As your elderly loved one progresses through the later decades of his or her life, there are a number of challenges that will arise. By being mindful of his or her nutrition and ensuring that he or she is eating properly can maximize his or her chances of remaining healthy and happy during this time of life. Here are some things to think about when you are considering what type of diet would be best for your loved one.
How food can affect the quality of life
Proper nutrition is not only something that should be considered when trying to maximize the life span of an elderly person. In addition to lengthening the life span, a proper diet with good nutrition is instrumental in improving one’s quality of life.
For example, it is well-settled that the regular consumption of green tea is beneficial when it comes to reducing the frequency and severity of dementia-related problems. By increasing your loved one’s mental faculties you will help him or her to enjoy his or her senior years more fully.

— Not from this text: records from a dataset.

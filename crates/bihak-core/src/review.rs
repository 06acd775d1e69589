//! # Review Workflow
//!
//! Staff decide on handed-in work. The only legal moves are
//!
//! ```text
//! Submitted --approve--------> Approved
//! Submitted --request_revision-> RevisionRequested
//! ```
//!
//! and only the current version of an exercise can be reviewed.

use crate::catalog::Catalog;
use crate::primitives::{MAX_FEEDBACK_LENGTH, MAX_NAME_LENGTH, limit_text, require_text};
use crate::store::IncubatorStore;
use crate::{
    ExerciseId, IncubatorError, PhaseId, Review, ReviewDecision, Submission, SubmissionId,
    SubmissionStatus, TeamId, TeamStatus, Timestamp,
};
use serde::{Deserialize, Serialize};

/// Check that `from -> to` is a review transition.
pub fn check_transition(
    from: SubmissionStatus,
    to: SubmissionStatus,
) -> Result<(), IncubatorError> {
    match (from, to) {
        (SubmissionStatus::Submitted, SubmissionStatus::Approved)
        | (SubmissionStatus::Submitted, SubmissionStatus::RevisionRequested) => Ok(()),
        _ => Err(IncubatorError::InvalidTransition { from, to }),
    }
}

/// A reviewer's decision on one submission.
#[derive(Debug, Clone, PartialEq, Eq)]
pub struct ReviewRequest {
    pub submission: SubmissionId,
    pub reviewer: String,
    pub decision: ReviewDecision,
    pub feedback: String,
}

impl ReviewRequest {
    pub fn validate(&self) -> Result<(), IncubatorError> {
        require_text("reviewer", &self.reviewer, MAX_NAME_LENGTH)?;
        match self.decision {
            ReviewDecision::RequestRevision => {
                require_text("feedback", &self.feedback, MAX_FEEDBACK_LENGTH)
            }
            ReviewDecision::Approve => limit_text("feedback", &self.feedback, MAX_FEEDBACK_LENGTH),
        }
    }
}

/// Apply a review and record it.
///
/// Returns the submission with its new status.
pub fn review<S: IncubatorStore + ?Sized>(
    store: &mut S,
    request: ReviewRequest,
    now: Timestamp,
) -> Result<Submission, IncubatorError> {
    request.validate()?;

    let submission = store
        .submission(request.submission)?
        .ok_or(IncubatorError::SubmissionNotFound(request.submission))?;

    let current = store
        .current(submission.team, submission.exercise)?
        .ok_or(IncubatorError::SubmissionNotFound(request.submission))?;
    if current.id != submission.id {
        return Err(IncubatorError::SupersededVersion {
            submission: submission.id,
            current: current.version,
        });
    }

    let next = request.decision.resulting_status();
    check_transition(submission.status, next)?;

    let team = store
        .team(submission.team)?
        .ok_or(IncubatorError::TeamNotFound(submission.team))?;
    if team.status != TeamStatus::Active {
        return Err(IncubatorError::TeamInactive(team.id));
    }

    let updated = store.set_submission_status(submission.id, next)?;
    store.record_review(Review {
        submission: submission.id,
        reviewer: request.reviewer,
        decision: request.decision,
        feedback: request.feedback,
        reviewed_at: now,
    })?;
    Ok(updated)
}

// =============================================================================
// REVIEW QUEUE
// =============================================================================

/// Work waiting for a reviewer.
#[derive(Debug, Clone, PartialEq, Eq, Serialize, Deserialize)]
pub struct QueueEntry {
    pub submission: SubmissionId,
    pub team: TeamId,
    pub team_name: String,
    pub phase: PhaseId,
    pub exercise: ExerciseId,
    pub exercise_title: String,
    pub version: u32,
    pub saved_at: Timestamp,
}

/// Current `Submitted` versions of active teams on active exercises, oldest
/// first.
pub fn pending<S: IncubatorStore + ?Sized>(
    store: &S,
    catalog: &Catalog,
) -> Result<Vec<QueueEntry>, IncubatorError> {
    let mut queue = Vec::new();
    for team in store.teams()? {
        if team.status != TeamStatus::Active {
            continue;
        }
        for (exercise_id, current) in store.currents(team.id)? {
            if current.status != SubmissionStatus::Submitted {
                continue;
            }
            let Some(exercise) = catalog.exercise(exercise_id).filter(|e| e.active) else {
                continue;
            };
            queue.push(QueueEntry {
                submission: current.id,
                team: team.id,
                team_name: team.name.clone(),
                phase: exercise.phase,
                exercise: exercise.id,
                exercise_title: exercise.title.clone(),
                version: current.version,
                saved_at: current.saved_at,
            });
        }
    }
    queue.sort_by_key(|e| (e.saved_at, e.submission));
    Ok(queue)
}

// =============================================================================
// TESTS
// =============================================================================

Green tea contains polyphenols, which have neuroprotective properties in that they can bind with toxic chemicals and keep them from the brain. Green tea also contains flavonoids that prevent the formation of plaque in the brain, and there is some evidence that it may even break down existing plaque. Green tea also stimulates the parts of the brain that work with memory. The America Journal of Clinical Nutrition published a scientific study that showed a more than 50% lowering of the risk of Alzheimer’s and other forms of dementia when people consumed green tea on a regular basis.
Other advantages of good nutrition include feeling better both physically and psychologically, as well as improved health and physical stamina. By keeping these matters in mind when considering what would be the best diet for your loved one you can help him or her live longer, live better, and enjoy life more fully.
Changing nutritional needs
As the body ages, its needs begin to change. An older person will need fewer calories to maintain his or her healthy weight than a younger person. In addition, while the body of a younger person may be able to compensate for a shortage of an important nutrient, an elderly person is more likely to feel the effects of a poor diet.
Key factors of a healthy diet
Your elderly loved one should make sure to eat plenty of fruits and vegetables. It is important for him or her to actually eat the fruit or vegetable as opposed to trying to meet his or her nutritional requirements by drinking fruit and vegetable juice. Fruits and vegetables contain fiber and vitamins that may be lost if your loved one is only drinking juice. By eating the entire fruit or vegetable he or she will also feel fuller and be less likely to binge on unhealthy snacks. The fiber will also help lower the risk of heart attacks, strokes, and diabetes.
Remember to ensure that your loved one is eating foods with sufficient calcium to strengthen his or her bones. This is especially important in elderly women who are susceptible to osteoporosis. Although most people look to dairy products as a source of calcium, it is important to remember that over-consumption of dairy can bring its own health concerns. Instead of relying solely on dairy for all of your loved one’s calcium needs, consider supplementing the dairy with foods such as broccoli and almonds.
Although your loved one will still need to consume adequate amounts of protein, you may want to consider decreasing the red meat in his or her diet and replacing it with healthier options such as fish, poultry, and plant-based proteins such as beans. This will help reduce cholesterol and triglycerides and help minimize the chance of heart disease and other similar ailments.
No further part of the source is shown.